Radu Paraschivescu : Cela dépend de ce que vous entendez par quelques années. Je me sens plus ou moins pareil qu’il y a cinq ans, beaucoup mieux qu’il y a 15 ans, et incomparablement mieux qu’il y a 25 ans. Personnellement et professionnellement, rien de particulier ne s’est passé récemment, d’autant que ce que je fais, ce que j’écris, n’a pas grand-chose à voir avec les événements de l’actualité quotidienne. De toute façon, je ne me sens pas suffisamment préparé pour m’exprimer sur la politique, l’économie ou la finance. J’ai connu des joies, des moments de mélancolie, de stupeur, comme tout le monde. Et en général, je ne peux pas me plaindre, ce serait hypocrite de ma part. Que vous dire d’autre… j’ai du diabète, mais cela semble s’être stabilisé, j’ai notamment réussi à vaincre ma passion pour les gâteaux.
Comment comprenez-vous cette nostalgie que certains Roumains entretiennent avec la période communiste ?

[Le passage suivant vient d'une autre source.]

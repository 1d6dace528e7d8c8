pub mod arbitrage;
pub mod optimizer;
//! A single object's trajectory across video frames.
//!
//! A [`Track`] owns at most one point per frame. Points are kept ordered by
//! frame so trail rendering and span queries never need to sort.

use std::collections::{BTreeMap, BTreeSet};
use std::fmt;

use rand::Rng;
use serde::{Deserialize, Serialize};
use strider_types::formatting::{
    format_count, format_distance_px, format_span, format_tag_list,
};
use strider_types::{Frame, Point, Rgb};
use thiserror::Error;

/// Errors raised by point and record operations on a track
#[derive(Debug, Clone, PartialEq, Error)]
pub enum TrackError {
    /// A point already exists at the frame. The existing point is kept.
    #[error("track {track_id} already has a point at frame {frame}")]
    PointConflict { track_id: String, frame: Frame },

    /// A serialized record lists the same frame twice
    #[error("track {track_id} lists frame {frame} more than once")]
    DuplicateFrame { track_id: String, frame: Frame },
}

#[derive(Debug, Clone, PartialEq, Serialize, Deserialize)]
#[serde(try_from = "TrackRecord", into = "TrackRecord")]
pub struct Track {
    pub id: String,
    pub color: Rgb,
    points: BTreeMap<Frame, Point>,
    tags: BTreeSet<String>,
}

impl Track {
    pub fn new(id: impl Into<String>, color: Rgb) -> Self {
        Self {
            id: id.into(),
            color,
            points: BTreeMap::new(),
            tags: BTreeSet::new(),
        }
    }

    /// Create an empty track with a uniformly random color
    pub fn with_random_color<R: Rng + ?Sized>(id: impl Into<String>, rng: &mut R) -> Self {
        Self::new(id, [rng.r#gen(), rng.r#gen(), rng.r#gen()])
    }

    // --- Points ---

    /// Add a point at `frame`.
    ///
    /// Fails with [`TrackError::PointConflict`] if the frame is occupied, even
    /// when the new point is identical. Callers that want to move a point
    /// must delete it first.
    pub fn add(&mut self, frame: Frame, point: Point) -> Result<(), TrackError> {
        use std::collections::btree_map::Entry;
        match self.points.entry(frame) {
            Entry::Vacant(slot) => {
                slot.insert(point);
                Ok(())
            }
            Entry::Occupied(_) => Err(TrackError::PointConflict {
                track_id: self.id.clone(),
                frame,
            }),
        }
    }

    /// Remove the last point at or before `frame`, returning it with its frame
    pub fn delete_nearest_at_or_before(&mut self, frame: Frame) -> Option<(Frame, Point)> {
        let key = *self.points.range(..=frame).next_back()?.0;
        self.points.remove_entry(&key)
    }

    /// Points strictly before `frame`, ascending.
    ///
    /// The iterator is `Clone`, so a renderer can walk the trail more than
    /// once without re-querying.
    pub fn points_before(
        &self,
        frame: Frame,
    ) -> impl DoubleEndedIterator<Item = (Frame, Point)> + Clone + '_ {
        self.points.range(..frame).map(|(f, p)| (*f, *p))
    }

    /// All points, ascending by frame
    pub fn points(&self) -> impl DoubleEndedIterator<Item = (Frame, Point)> + Clone + '_ {
        self.points.iter().map(|(f, p)| (*f, *p))
    }

    pub fn point_at(&self, frame: Frame) -> Option<Point> {
        self.points.get(&frame).copied()
    }

    pub fn len(&self) -> usize {
        self.points.len()
    }

    pub fn is_empty(&self) -> bool {
        self.points.is_empty()
    }

    /// First and last frame, or `None` for an empty track
    pub fn span(&self) -> Option<(Frame, Frame)> {
        let (first, _) = self.points.first_key_value()?;
        let (last, _) = self.points.last_key_value()?;
        Some((*first, *last))
    }

    /// First and last point, or `None` for an empty track
    pub fn value_span(&self) -> Option<(Point, Point)> {
        let (_, first) = self.points.first_key_value()?;
        let (_, last) = self.points.last_key_value()?;
        Some((*first, *last))
    }

    /// Length of the polyline through all points in frame order, in pixels
    pub fn path_length(&self) -> f64 {
        self.points
            .values()
            .zip(self.points.values().skip(1))
            .map(|(a, b)| a.distance(b))
            .sum()
    }

    // --- Tags ---

    /// Tags are stored lowercase. Returns false if the tag was already present.
    pub fn add_tag(&mut self, tag: &str) -> bool {
        self.tags.insert(tag.to_lowercase())
    }

    pub fn remove_tag(&mut self, tag: &str) -> bool {
        self.tags.remove(&tag.to_lowercase())
    }

    pub fn has_tag(&self, tag: &str) -> bool {
        self.tags.contains(&tag.to_lowercase())
    }

    /// Tags in sorted order
    pub fn tags(&self) -> impl Iterator<Item = &str> {
        self.tags.iter().map(String::as_str)
    }

    // --- Reporting ---

    /// One-line human readable summary, as printed by listings and merge logs
    pub fn stats(&self) -> String {
        let mut ret = format!("{}: {}", self, format_count(self.len(), "point"));
        if let (Some((f0, f1)), Some((p0, p1))) = (self.span(), self.value_span()) {
            ret.push_str(", frame range: ");
            ret.push_str(&format_span(&f0, &f1));
            ret.push_str(", value range: ");
            ret.push_str(&format_span(&p0, &p1));
        }
        if !self.tags.is_empty() {
            ret.push_str(", tags: ");
            ret.push_str(&format_tag_list(&self.tags));
        }
        ret.push_str(", distance: ");
        ret.push_str(&format_distance_px(self.path_length()));
        ret
    }
}

impl fmt::Display for Track {
    fn fmt(&self, f: &mut fmt::Formatter<'_>) -> fmt::Result {
        write!(f, "Track({})", self.id)
    }
}

// ═══════════════════════════════════════════════════════════════════════════
// Persisted Record
// ═══════════════════════════════════════════════════════════════════════════

/// On-disk shape of a track.
///
/// Points are kept last so the files stay easy to edit by hand.
#[derive(Debug, Clone, PartialEq, Serialize, Deserialize)]
pub struct TrackRecord {
    pub id: String,
    pub color: Rgb,
    #[serde(default)]
    pub tags: Vec<String>,
    pub points: Vec<(Frame, Point)>,
}

impl From<Track> for TrackRecord {
    fn from(track: Track) -> Self {
        Self {
            id: track.id,
            color: track.color,
            tags: track.tags.into_iter().collect(),
            points: track.points.into_iter().collect(),
        }
    }
}

impl TryFrom<TrackRecord> for Track {
    type Error = TrackError;

    fn try_from(record: TrackRecord) -> Result<Self, Self::Error> {
        let mut track = Track::new(record.id, record.color);
        for tag in &record.tags {
            track.add_tag(tag);
        }
        for (frame, point) in record.points {
            track.add(frame, point).map_err(|_| TrackError::DuplicateFrame {
                track_id: track.id.clone(),
                frame,
            })?;
        }
        Ok(track)
    }
}

#[cfg(test)]
mod tests {
    use super::*;

    fn track_with(points: &[(Frame, f64, f64)]) -> Track {
        let mut t = Track::new("t", [1, 2, 3]);
        for &(f, x, y) in points {
            t.add(f, Point::new(x, y)).unwrap();
        }
        t
    }

    #[test]
    fn test_add_rejects_occupied_frame() {
        let mut t = track_with(&[(5, 1.0, 1.0)]);
        let err = t.add(5, Point::new(9.0, 9.0)).unwrap_err();
        assert_eq!(
            err,
            TrackError::PointConflict {
                track_id: "t".into(),
                frame: 5
            }
        );
        // Identical point is still a conflict, and the original survives
        assert!(t.add(5, Point::new(1.0, 1.0)).is_err());
        assert_eq!(t.point_at(5), Some(Point::new(1.0, 1.0)));
        assert_eq!(t.len(), 1);
    }

    #[test]
    fn test_delete_nearest_at_or_before() {
        let mut t = track_with(&[(0, 0.0, 0.0), (10, 1.0, 1.0), (20, 2.0, 2.0)]);
        assert_eq!(t.delete_nearest_at_or_before(15), Some((10, Point::new(1.0, 1.0))));
        assert_eq!(t.delete_nearest_at_or_before(20), Some((20, Point::new(2.0, 2.0))));
        // Frame 0 is a real point, not "nothing"
        assert_eq!(t.delete_nearest_at_or_before(5), Some((0, Point::new(0.0, 0.0))));
        assert_eq!(t.delete_nearest_at_or_before(100), None);
    }

    #[test]
    fn test_delete_before_first_point_is_none() {
        let mut t = track_with(&[(10, 1.0, 1.0)]);
        assert_eq!(t.delete_nearest_at_or_before(9), None);
        assert_eq!(t.len(), 1);
    }

    #[test]
    fn test_points_before_is_exclusive_and_restartable() {
        let t = track_with(&[(3, 0.0, 0.0), (1, 1.0, 1.0), (7, 2.0, 2.0), (5, 3.0, 3.0)]);
        let trail = t.points_before(5);
        let frames: Vec<Frame> = trail.clone().map(|(f, _)| f).collect();
        assert_eq!(frames, vec![1, 3]);
        // Walk again from the same iterator value
        assert_eq!(trail.count(), 2);
        assert_eq!(t.points_before(1).count(), 0);
        assert_eq!(t.points_before(100).count(), 4);
    }

    #[test]
    fn test_spans() {
        let empty = Track::new("e", [0, 0, 0]);
        assert_eq!(empty.span(), None);
        assert_eq!(empty.value_span(), None);

        let t = track_with(&[(4, 1.0, 2.0), (2, 3.0, 4.0), (9, 5.0, 6.0)]);
        assert_eq!(t.span(), Some((2, 9)));
        assert_eq!(
            t.value_span(),
            Some((Point::new(3.0, 4.0), Point::new(5.0, 6.0)))
        );
    }

    #[test]
    fn test_path_length() {
        assert_eq!(Track::new("e", [0, 0, 0]).path_length(), 0.0);
        assert_eq!(track_with(&[(1, 5.0, 5.0)]).path_length(), 0.0);
        // Order is by frame, not insertion
        let t = track_with(&[(2, 3.0, 4.0), (1, 0.0, 0.0), (3, 3.0, 0.0)]);
        assert_eq!(t.path_length(), 9.0);
    }

    #[test]
    fn test_tags_are_lowercase() {
        let mut t = Track::new("t", [0, 0, 0]);
        assert!(t.add_tag("Car"));
        assert!(!t.add_tag("CAR"));
        assert!(t.has_tag("car"));
        assert_eq!(t.tags().collect::<Vec<_>>(), vec!["car"]);
        assert!(t.remove_tag("cAr"));
        assert!(!t.has_tag("car"));
    }

    #[test]
    fn test_record_shape() {
        let mut t = track_with(&[(2, 3.0, 4.5), (1, 0.0, 0.0)]);
        t.add_tag("zebra");
        t.add_tag("apple");
        let json = serde_json::to_value(&t).unwrap();
        assert_eq!(
            json,
            serde_json::json!({
                "id": "t",
                "color": [1, 2, 3],
                "tags": ["apple", "zebra"],
                "points": [[1, [0.0, 0.0]], [2, [3.0, 4.5]]],
            })
        );
    }

    #[test]
    fn test_record_decode_lowercases_and_rejects_duplicates() {
        let t: Track = serde_json::from_str(
            r#"{"id": "a", "color": [0, 0, 0], "tags": ["Car"], "points": [[3, [1, 1]], [1, [0, 0]]]}"#,
        )
        .unwrap();
        assert!(t.has_tag("car"));
        assert_eq!(t.span(), Some((1, 3)));

        let dup = serde_json::from_str::<Track>(
            r#"{"id": "a", "color": [0, 0, 0], "points": [[1, [1, 1]], [1, [0, 0]]]}"#,
        );
        assert!(dup.is_err());
    }

    #[test]
    fn test_stats_line() {
        let mut t = track_with(&[(1, 0.0, 0.0), (2, 3.0, 4.0)]);
        t.add_tag("car");
        assert_eq!(
            t.stats(),
            "Track(t): 2 points, frame range: (1, 2), value range: ((0, 0), (3, 4)), tags: [car], distance: 5px"
        );
        assert_eq!(
            Track::new("e", [0, 0, 0]).stats(),
            "Track(e): 0 points, distance: 0px"
        );
    }
}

Je crois que la nostalgie est liée à l’âge. On peut regretter sa jeunesse, ou un amour que l’on a vécu pendant cette période. D’autres sont prisonniers de certitudes liées au régime communiste, ils sont restés d’une certaine façon endoctrinés. Enfin il y a une caste qui a perdu ses privilèges, une position sociale. Quoi qu’il en soit, je peux comprendre ce sentiment de nostalgie, le temps rend les mauvais souvenirs acceptables. Un exemple, j’ai détesté le service militaire, mais aujourd’hui je me rappelle surtout des moments très joyeux de cette parenthèse dans ma vie. J’ai même publié un livre sur mes souvenirs de caserne, plutôt comique. Cela aurait été impossible au moment où je faisais mon armée, il me semblait alors que le temps ne passait pas, que j’avais été condamné. Après plus de 30 ans, on regarde tout cela différemment. A 50, 60 ans, on regrette sa jeunesse. Cette nostalgie à laquelle vous faites allusion est, selon moi, surtout liée au temps qui passe. Ceci étant, pour les plus démunis d’aujourd’hui, la nostalgie se base sur des éléments concrets, elle est en quelque sorte plus authentique. Avant, il n’y avait pas de chômage, tout le monde travaillait, ou plutôt simulait le travail. Et les syndicats donnaient des oranges aux enfants pour Noël. Plus généralement, il y a ce fatalisme qui nous poursuit, de tout temps, on n’arrête pas de se sous-estimer. Alors que lorsqu’on regarde la Roumanie de 1991, juste après la chute du communisme, face à celle de 2013, on ne peut que remarquer son évolution, tous les changements qui se sont produits. Ceux qui disent le contraire sont de mauvaise foi.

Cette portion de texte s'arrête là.